SOURCE INFORMATION:
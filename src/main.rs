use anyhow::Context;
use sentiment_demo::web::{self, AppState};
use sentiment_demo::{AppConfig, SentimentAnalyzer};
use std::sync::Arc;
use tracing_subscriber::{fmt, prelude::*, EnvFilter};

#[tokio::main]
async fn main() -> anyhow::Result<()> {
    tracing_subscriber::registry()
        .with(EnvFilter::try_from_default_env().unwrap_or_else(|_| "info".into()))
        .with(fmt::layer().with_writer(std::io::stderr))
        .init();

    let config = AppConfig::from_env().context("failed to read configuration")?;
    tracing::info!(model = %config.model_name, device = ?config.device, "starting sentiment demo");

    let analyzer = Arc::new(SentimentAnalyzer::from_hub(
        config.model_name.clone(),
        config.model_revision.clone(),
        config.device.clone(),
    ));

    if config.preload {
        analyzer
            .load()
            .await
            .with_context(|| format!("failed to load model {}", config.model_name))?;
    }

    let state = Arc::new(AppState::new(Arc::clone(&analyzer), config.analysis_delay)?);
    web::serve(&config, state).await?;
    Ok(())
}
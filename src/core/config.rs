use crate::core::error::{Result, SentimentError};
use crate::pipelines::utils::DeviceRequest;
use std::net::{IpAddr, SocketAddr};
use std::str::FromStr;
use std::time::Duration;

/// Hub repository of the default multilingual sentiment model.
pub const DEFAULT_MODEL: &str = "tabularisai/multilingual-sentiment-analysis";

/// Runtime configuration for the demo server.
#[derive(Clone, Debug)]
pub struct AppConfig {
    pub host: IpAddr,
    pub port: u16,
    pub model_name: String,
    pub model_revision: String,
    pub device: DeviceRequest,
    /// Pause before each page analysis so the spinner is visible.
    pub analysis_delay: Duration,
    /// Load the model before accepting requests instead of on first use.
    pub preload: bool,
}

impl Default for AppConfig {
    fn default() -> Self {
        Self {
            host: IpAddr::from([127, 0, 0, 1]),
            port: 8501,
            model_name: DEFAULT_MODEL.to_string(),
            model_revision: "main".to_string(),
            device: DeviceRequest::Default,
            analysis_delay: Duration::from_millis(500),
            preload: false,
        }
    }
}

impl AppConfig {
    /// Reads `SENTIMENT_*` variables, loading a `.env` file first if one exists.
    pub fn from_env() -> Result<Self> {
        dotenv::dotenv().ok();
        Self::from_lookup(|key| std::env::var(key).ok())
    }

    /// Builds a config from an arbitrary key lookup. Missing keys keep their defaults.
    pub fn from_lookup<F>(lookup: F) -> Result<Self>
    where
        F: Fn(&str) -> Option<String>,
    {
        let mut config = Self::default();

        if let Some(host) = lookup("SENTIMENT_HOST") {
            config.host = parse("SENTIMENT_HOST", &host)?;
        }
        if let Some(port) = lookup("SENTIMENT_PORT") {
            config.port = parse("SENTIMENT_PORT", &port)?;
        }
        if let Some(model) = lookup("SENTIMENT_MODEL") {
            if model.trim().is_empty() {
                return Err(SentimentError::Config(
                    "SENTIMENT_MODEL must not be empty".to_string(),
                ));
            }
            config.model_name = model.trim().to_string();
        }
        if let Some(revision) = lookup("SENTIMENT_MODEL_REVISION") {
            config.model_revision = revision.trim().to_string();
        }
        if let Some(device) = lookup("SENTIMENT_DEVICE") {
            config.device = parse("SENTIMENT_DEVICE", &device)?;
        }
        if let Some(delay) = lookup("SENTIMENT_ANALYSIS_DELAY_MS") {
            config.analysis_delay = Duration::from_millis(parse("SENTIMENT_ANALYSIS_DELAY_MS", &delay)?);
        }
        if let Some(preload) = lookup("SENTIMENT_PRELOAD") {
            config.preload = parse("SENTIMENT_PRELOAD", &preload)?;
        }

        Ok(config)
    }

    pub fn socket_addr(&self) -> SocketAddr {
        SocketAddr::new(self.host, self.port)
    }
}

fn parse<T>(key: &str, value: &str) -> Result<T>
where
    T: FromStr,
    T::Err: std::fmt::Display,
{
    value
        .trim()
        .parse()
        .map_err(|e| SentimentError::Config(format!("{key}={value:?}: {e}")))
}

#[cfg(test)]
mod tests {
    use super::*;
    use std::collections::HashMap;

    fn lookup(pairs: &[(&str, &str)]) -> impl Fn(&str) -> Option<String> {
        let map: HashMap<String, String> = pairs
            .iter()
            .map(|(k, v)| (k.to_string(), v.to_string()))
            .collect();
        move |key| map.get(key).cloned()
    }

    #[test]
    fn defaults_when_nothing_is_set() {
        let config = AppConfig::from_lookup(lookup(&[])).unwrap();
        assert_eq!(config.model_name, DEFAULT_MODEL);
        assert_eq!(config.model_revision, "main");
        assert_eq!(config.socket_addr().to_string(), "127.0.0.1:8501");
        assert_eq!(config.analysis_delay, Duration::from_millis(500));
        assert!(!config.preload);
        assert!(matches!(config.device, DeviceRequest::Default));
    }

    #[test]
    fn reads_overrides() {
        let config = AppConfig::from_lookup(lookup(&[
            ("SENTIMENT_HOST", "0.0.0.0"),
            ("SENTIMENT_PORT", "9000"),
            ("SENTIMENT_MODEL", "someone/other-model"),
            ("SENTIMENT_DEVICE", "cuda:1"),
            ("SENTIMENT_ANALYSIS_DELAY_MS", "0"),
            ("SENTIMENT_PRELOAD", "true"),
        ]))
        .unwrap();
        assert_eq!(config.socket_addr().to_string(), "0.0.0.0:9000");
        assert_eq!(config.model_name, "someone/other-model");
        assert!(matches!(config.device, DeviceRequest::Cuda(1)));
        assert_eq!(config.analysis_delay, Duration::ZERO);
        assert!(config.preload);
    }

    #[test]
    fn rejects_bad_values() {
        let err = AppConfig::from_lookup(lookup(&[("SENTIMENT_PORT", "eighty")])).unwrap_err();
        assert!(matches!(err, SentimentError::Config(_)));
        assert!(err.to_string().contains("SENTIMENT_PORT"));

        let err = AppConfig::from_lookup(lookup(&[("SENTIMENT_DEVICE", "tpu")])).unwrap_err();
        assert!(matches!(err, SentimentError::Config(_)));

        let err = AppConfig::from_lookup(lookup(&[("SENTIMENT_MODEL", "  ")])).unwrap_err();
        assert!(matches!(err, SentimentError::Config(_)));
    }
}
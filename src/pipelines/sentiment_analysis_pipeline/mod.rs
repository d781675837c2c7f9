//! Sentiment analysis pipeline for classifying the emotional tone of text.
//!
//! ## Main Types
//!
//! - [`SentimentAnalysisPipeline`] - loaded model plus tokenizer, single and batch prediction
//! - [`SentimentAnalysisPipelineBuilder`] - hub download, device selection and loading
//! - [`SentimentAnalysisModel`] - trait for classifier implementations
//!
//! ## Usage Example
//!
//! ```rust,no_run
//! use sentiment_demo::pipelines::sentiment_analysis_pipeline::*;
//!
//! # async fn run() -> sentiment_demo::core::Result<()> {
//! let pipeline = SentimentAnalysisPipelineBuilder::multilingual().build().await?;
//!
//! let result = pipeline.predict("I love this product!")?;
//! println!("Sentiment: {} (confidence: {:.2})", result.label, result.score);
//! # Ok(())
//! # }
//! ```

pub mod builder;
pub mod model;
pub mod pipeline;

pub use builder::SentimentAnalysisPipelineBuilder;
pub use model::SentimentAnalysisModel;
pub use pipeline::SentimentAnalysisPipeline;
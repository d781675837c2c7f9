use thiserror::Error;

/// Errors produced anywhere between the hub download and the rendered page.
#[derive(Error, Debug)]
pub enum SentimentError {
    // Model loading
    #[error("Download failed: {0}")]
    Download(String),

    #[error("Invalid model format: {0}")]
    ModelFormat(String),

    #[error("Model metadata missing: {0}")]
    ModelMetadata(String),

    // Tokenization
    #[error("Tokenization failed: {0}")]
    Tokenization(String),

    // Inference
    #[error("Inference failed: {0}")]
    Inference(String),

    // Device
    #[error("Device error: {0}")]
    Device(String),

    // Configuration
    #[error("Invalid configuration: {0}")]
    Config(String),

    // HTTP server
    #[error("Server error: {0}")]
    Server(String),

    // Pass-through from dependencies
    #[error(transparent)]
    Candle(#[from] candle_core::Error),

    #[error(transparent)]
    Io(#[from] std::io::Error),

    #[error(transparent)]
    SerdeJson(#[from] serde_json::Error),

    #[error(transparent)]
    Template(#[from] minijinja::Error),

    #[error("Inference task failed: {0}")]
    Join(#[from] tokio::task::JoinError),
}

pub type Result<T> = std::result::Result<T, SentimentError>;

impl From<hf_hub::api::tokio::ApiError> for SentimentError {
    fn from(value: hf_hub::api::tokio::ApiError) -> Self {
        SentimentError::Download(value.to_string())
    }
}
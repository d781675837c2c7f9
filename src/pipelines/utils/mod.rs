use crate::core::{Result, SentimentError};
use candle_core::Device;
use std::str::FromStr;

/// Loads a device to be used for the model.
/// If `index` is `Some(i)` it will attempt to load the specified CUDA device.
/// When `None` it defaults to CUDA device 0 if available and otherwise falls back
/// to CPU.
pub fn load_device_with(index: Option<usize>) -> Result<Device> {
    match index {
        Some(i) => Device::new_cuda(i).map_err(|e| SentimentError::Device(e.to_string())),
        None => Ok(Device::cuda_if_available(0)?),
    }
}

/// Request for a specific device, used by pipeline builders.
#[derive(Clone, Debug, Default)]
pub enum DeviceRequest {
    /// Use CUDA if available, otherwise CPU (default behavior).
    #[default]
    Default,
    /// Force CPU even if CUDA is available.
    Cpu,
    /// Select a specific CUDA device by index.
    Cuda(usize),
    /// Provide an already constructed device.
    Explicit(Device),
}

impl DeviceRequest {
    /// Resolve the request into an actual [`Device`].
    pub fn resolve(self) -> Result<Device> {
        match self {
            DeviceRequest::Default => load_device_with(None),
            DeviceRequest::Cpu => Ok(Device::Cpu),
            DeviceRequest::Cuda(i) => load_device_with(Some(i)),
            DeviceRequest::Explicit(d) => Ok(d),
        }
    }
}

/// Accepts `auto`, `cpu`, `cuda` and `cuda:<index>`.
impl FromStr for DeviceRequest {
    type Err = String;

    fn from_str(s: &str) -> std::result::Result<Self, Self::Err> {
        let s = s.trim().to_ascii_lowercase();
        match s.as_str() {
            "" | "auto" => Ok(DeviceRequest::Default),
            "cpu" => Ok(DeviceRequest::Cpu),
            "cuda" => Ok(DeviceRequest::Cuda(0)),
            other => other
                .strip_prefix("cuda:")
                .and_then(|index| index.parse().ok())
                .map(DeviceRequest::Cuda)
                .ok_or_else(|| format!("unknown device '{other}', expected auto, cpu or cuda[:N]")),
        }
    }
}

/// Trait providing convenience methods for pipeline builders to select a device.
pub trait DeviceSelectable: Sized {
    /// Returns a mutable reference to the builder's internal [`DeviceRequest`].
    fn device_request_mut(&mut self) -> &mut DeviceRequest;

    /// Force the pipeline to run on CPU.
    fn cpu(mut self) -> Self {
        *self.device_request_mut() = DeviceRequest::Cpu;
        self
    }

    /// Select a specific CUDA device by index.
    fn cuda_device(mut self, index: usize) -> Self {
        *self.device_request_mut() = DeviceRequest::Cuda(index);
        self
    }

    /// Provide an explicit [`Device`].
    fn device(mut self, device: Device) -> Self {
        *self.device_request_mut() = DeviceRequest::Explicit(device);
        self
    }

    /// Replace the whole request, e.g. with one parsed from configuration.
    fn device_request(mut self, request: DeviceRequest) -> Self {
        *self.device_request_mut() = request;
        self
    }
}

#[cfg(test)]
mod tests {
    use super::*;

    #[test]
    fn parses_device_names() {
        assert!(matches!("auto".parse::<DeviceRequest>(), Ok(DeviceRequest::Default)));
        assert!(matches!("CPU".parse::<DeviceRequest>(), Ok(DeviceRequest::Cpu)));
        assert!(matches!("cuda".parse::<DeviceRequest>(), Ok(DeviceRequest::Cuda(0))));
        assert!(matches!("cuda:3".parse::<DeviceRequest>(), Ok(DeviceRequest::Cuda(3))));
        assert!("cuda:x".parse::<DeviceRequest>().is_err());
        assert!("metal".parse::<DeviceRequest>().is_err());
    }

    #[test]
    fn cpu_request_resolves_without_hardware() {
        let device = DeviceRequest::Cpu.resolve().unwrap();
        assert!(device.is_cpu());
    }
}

WHAT IS REQUIRED:
Since only lines holding the word "SentimentAnalyzer" matter, count them in the data above and report the number alone.

EXERCISE RESULT:
2